Командир звена разведгруппы – не такое уж незначительное лицо, особенно если это звено занимается поисками в самом пекле.
– Поедем, красотка, кататься? – он привлек ее к себе.
Настя сделала вид, что обиделась.
– Ты что, солнце? Я ж шучу. Давай подвезу, а то ноги сотрешь.
Настя знала, что он далеко не всегда такой. На людях он порой казался веселым балбесом, но, когда они были вместе, мог и помолчать. Тогда они молчали вместе, легко обходясь без слов, ведь часто взгляд или прикосновение скажут больше. Но когда он начинал говорить, это были именно те слова, которые ей хотелось услышать.
Интересно, правда ли ему по пути, или он сделал крюк специально, рискуя получить нагоняй?
В городе экономили все, даже скрепки и иголки. А бензин и солярку берегли еще больше, чем колониальные товары. Если без чая, кофе и перца можно прожить, то без горючего никак.
Недавно хотя бы стали включать уличные фонари, а то ведь и погулять было негде – роль уличного освещения выполняли редкие окна тех зданий, где работа продолжалась круглые сутки. А дома в свободное время приходилось обходиться свечками.
Антон рассказывал ей, что энергию давала мини-ГЭС, которую привезли «параноики», и пять ветряков – капризных и ненадежных штуковин, хотя ветра дули на плоскогорье, где стоял город, почти постоянно. Еще имелось штук десять дизельных мини-электростанций, хотя просто так их не использовали, экономили топливо. Недавно поисковики нашли даже несколько солнечных батарей, на днях их хотели подключить, чисто в виде эксперимента.
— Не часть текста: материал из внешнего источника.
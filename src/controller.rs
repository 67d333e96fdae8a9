//! 拥塞控制器门面
//! Congestion Controller Facade
//!
//! The single object a sender talks to. It wires the outstanding-set tracker,
//! the loss estimator and the selected window policy together.
//!
//! 发送方唯一需要交互的对象。它把在途跟踪器、丢包估算器和所选的窗口策略连接在一起。

use crate::{
    config::{Config, IdleTimeoutConfig},
    delay::{AckSample, DelaySignal},
    diagnostics::{ControllerEvent, DiagnosticSink, TracingSink},
    error::Result,
    loss::LossEstimator,
    policy::{self, WindowPolicy},
    tracker::{AckOutcome, OutstandingTracker},
    window::Window,
};
use std::{fmt, time::Duration};

/// Whether the flow has datagrams in flight.
///
/// 流是否有在途数据报。
#[derive(Debug, Clone, Copy, PartialEq, Eq)]
pub enum FlowState {
    Idle,
    HasOutstanding,
}

/// A snapshot of the controller, for telemetry.
///
/// 控制器快照，用于遥测。
#[derive(Debug, Clone, PartialEq)]
pub struct ControllerStats {
    pub policy: &'static str,
    pub window_size: f64,
    pub outstanding: usize,
    pub loss_rate: f64,
    pub delay: Option<DelaySignal>,
    pub sent: u64,
    pub delivered: u64,
    pub lost: u64,
    pub stale_acks: u64,
}

impl fmt::Display for ControllerStats {
    fn fmt(&self, f: &mut fmt::Formatter<'_>) -> fmt::Result {
        write!(
            f,
            "Controller[policy:{}, window:{:.2}, outstanding:{}, loss:{:.3}",
            self.policy, self.window_size, self.outstanding, self.loss_rate
        )?;
        if let Some(delay) = self.delay {
            write!(
                f,
                ", delay:{:.1}ms/{:.1}ms",
                delay.current, delay.baseline
            )?;
        }
        write!(
            f,
            ", sent:{}, delivered:{}, lost:{}, stale:{}]",
            self.sent, self.delivered, self.lost, self.stale_acks
        )
    }
}

#[derive(Debug, Default, Clone, Copy)]
struct Counters {
    sent: u64,
    delivered: u64,
    lost: u64,
    stale_acks: u64,
}

/// A congestion controller for one flow.
///
/// 单个流的拥塞控制器。
pub struct Controller {
    config: Config,
    tracker: OutstandingTracker,
    loss: LossEstimator,
    window: Window,
    policy: Box<dyn WindowPolicy>,
    sink: Box<dyn DiagnosticSink>,
    counters: Counters,
}

impl fmt::Debug for Controller {
    fn fmt(&self, f: &mut fmt::Formatter<'_>) -> fmt::Result {
        f.debug_struct("Controller")
            .field("tracker", &self.tracker)
            .field("loss", &self.loss)
            .field("window", &self.window)
            .field("policy", &self.policy)
            .field("counters", &self.counters)
            .finish_non_exhaustive()
    }
}

impl Controller {
    /// Creates a controller. Fails if any construction-time invariant is violated.
    ///
    /// 创建控制器。任何构造期不变量被违反时都会失败。
    pub fn new(config: Config) -> Result<Self> {
        config.validate()?;
        Ok(Self {
            tracker: OutstandingTracker::from_config(&config.tracker),
            loss: LossEstimator::new(config.loss_alpha),
            window: Window::new(&config.window),
            policy: policy::from_config(&config.policy),
            sink: Box::new(TracingSink),
            counters: Counters::default(),
            config,
        })
    }

    /// Replaces the diagnostic sink.
    /// 替换诊断接收器。
    pub fn with_sink(mut self, sink: impl DiagnosticSink) -> Self {
        self.sink = Box::new(sink);
        self
    }

    pub fn config(&self) -> &Config {
        &self.config
    }

    /// A datagram was sent.
    ///
    /// 一个数据报已发送。
    pub fn on_sent(&mut self, sequence_number: u64, send_time: u64) -> Result<()> {
        self.tracker.record_sent(sequence_number, send_time)?;
        self.counters.sent += 1;
        self.sink.record(&ControllerEvent::Sent {
            sequence_number,
            send_time,
        });
        Ok(())
    }

    /// An ack was received.
    ///
    /// Acks for sequence numbers that are not outstanding are ignored entirely
    /// and leave every estimate untouched. Otherwise older records past the
    /// reorder window are swept as lost, in send order, before the acknowledged
    /// record is delivered.
    ///
    /// 收到一个ACK。
    ///
    /// 对不在途的序列号的ACK会被完全忽略，不影响任何估计。否则先按发送顺序
    /// 清除超出乱序窗口的较早记录，再确认被ACK的记录。
    pub fn on_ack(&mut self, sample: AckSample) -> AckOutcome {
        if !self.tracker.contains(sample.sequence_number) {
            self.counters.stale_acks += 1;
            self.sink.record(&ControllerEvent::StaleAck {
                sequence_number: sample.sequence_number,
            });
            return AckOutcome::AlreadyGone;
        }

        let resolution = self
            .tracker
            .resolve(sample.sequence_number, sample.send_time);

        for record in &resolution.lost {
            self.counters.lost += 1;
            self.loss.on_lost();
            self.sink.record(&ControllerEvent::Lost {
                sequence_number: record.sequence_number,
                send_time: record.send_time,
            });
            if let Some(adjustment) = self.policy.on_lost(&mut self.window, record) {
                self.sink.record(&ControllerEvent::WindowAdjusted(adjustment));
            }
        }

        if resolution.delivered.is_some() {
            self.counters.delivered += 1;
            self.loss.on_delivered();
            self.tracker.observe_rtt(sample.rtt());
            self.sink.record(&ControllerEvent::Delivered {
                sequence_number: sample.sequence_number,
                send_time: sample.send_time,
                receive_time: sample.receive_time,
                ack_arrival_time: sample.ack_arrival_time,
            });
            for adjustment in self
                .policy
                .on_delivered(&mut self.window, &sample, &self.loss)
            {
                self.sink.record(&ControllerEvent::WindowAdjusted(adjustment));
            }
        }

        resolution.outcome()
    }

    /// Whether the sender may transmit another datagram now.
    ///
    /// 发送方现在是否可以再发送一个数据报。
    pub fn window_is_open(&self) -> bool {
        (self.tracker.len() as u64) < self.window.allowance()
    }

    /// The clamped window, for telemetry only.
    /// 限制范围后的窗口大小，仅用于遥测。
    pub fn current_window_size(&self) -> f64 {
        self.window.size()
    }

    pub fn outstanding_count(&self) -> usize {
        self.tracker.len()
    }

    pub fn state(&self) -> FlowState {
        if self.tracker.is_empty() {
            FlowState::Idle
        } else {
            FlowState::HasOutstanding
        }
    }

    pub fn loss_rate(&self) -> f64 {
        self.loss.rate()
    }

    pub fn delay_signal(&self) -> Option<DelaySignal> {
        self.policy.delay_signal()
    }

    pub fn policy_name(&self) -> &'static str {
        self.policy.name()
    }

    pub fn reorder_window_ms(&self) -> u64 {
        self.tracker.reorder_window_ms()
    }

    /// How long to wait with no acks before the sender takes a fallback action.
    ///
    /// A delay-derived timeout needs a round-trip estimate; flows without
    /// samples yet get the configured minimum. Results past `max` saturate.
    ///
    /// 在没有ACK的情况下，发送方采取后备动作前应等待的时长。
    pub fn idle_timeout(&self) -> Duration {
        match self.config.idle_timeout {
            IdleTimeoutConfig::Fixed(timeout) => timeout,
            IdleTimeoutConfig::DelayDerived {
                multiplier,
                min,
                max,
            } => match self.policy.rtt_estimate() {
                Some(rtt) if rtt.is_finite() && rtt > 0.0 => {
                    let timeout_ms = rtt * multiplier;
                    if timeout_ms >= max.as_secs_f64() * 1000.0 {
                        return max;
                    }
                    Duration::try_from_secs_f64(timeout_ms / 1000.0)
                        .map_or(max, |timeout| timeout.clamp(min, max))
                }
                _ => min,
            },
        }
    }

    pub fn stats(&self) -> ControllerStats {
        ControllerStats {
            policy: self.policy.name(),
            window_size: self.window.size(),
            outstanding: self.tracker.len(),
            loss_rate: self.loss.rate(),
            delay: self.policy.delay_signal(),
            sent: self.counters.sent,
            delivered: self.counters.delivered,
            lost: self.counters.lost,
            stale_acks: self.counters.stale_acks,
        }
    }
}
Настя помнила, как отзывался обо всех альтернативных источниках энергии инженер из выживальщиков, которого так часто называли Кулибиным, что настоящую его фамилию она не вспомнила. Мол, дорогие игрушки с минимальным выходом энергии. Но эта ГЭС, как он говорил, была устроена много проще, извлекала даровую энергию из того же самого ручья, в котором они полоскали белье.
Заднее сиденье было завалено какими-то тюками, но Настя и так собиралась сесть вперед. Да и как она могла сделать по-другому, если единственное, чего ей хотелось – это быть ближе к нему?
Она часто думала, насколько же ей повезло встретить посреди мертвого Новосибирска именно его.
Машина начала набирать скорость. Настя надеялась, что поездка с ветерком поможет ей отвлечься от мыслей. Вчера ее вызывали на беседу в администрацию, где мерзкая тетка, похожая на известную диссидентку, полчаса твердила ей про демографический долг.
До тех пор, пока продовольственная проблема не была решена, никого не заставляли иметь детей. Только советовали. Но упорно ходили слухи, что через пару лет, если урожай будет хорошим, все изменится.
«Имейте в виду, – сказала ей под конец беседы бывший специалист центра репродукции человека, – общине нужны дети, а не романтические чувства. Поэтому будьте любезны пройти обследование».
Настя чувствовала себя так, будто ее изваляли в грязи, и даже не нашлась, что ответить.
– Ты чего грустная такая? – попытался отвлечь ее Антон. – Видала новенького? Приплыл вчера по речке, на берегу поймали. Один жил, одичал как Маугли. Ты чего? О чем задумалась, крошка?
– Ты не мог бы не ездить больше никуда?
– А что я буду делать? – усмехнулся он, гладя ее по голове. – Картошку полоть?
– Я волнуюсь за тебя. Помнишь тот раз… Думала, с ума сойду.
– Это было давно и неправда. Ты забыла, теперь я не в группе дальнего поиска. Мы извозчики, а не разведчики. Ездим по окрестностям, тут безопасно. Кстати, пристегнись. Права отбирать некому, но мне так спокойнее.
С ним было легко. Казалось, Антон ни к чему не относится слишком серьезно. На каждый случай у него был готов анекдот или хохма. Он знал аккорды ко всем песням, которые можно исполнить на гитаре. А может, к некоторым не знал, а придумывал экспромтом. Еще он обожал давать всем прозвища, всегда меткие: Богданова за глаза называл Вандамовым.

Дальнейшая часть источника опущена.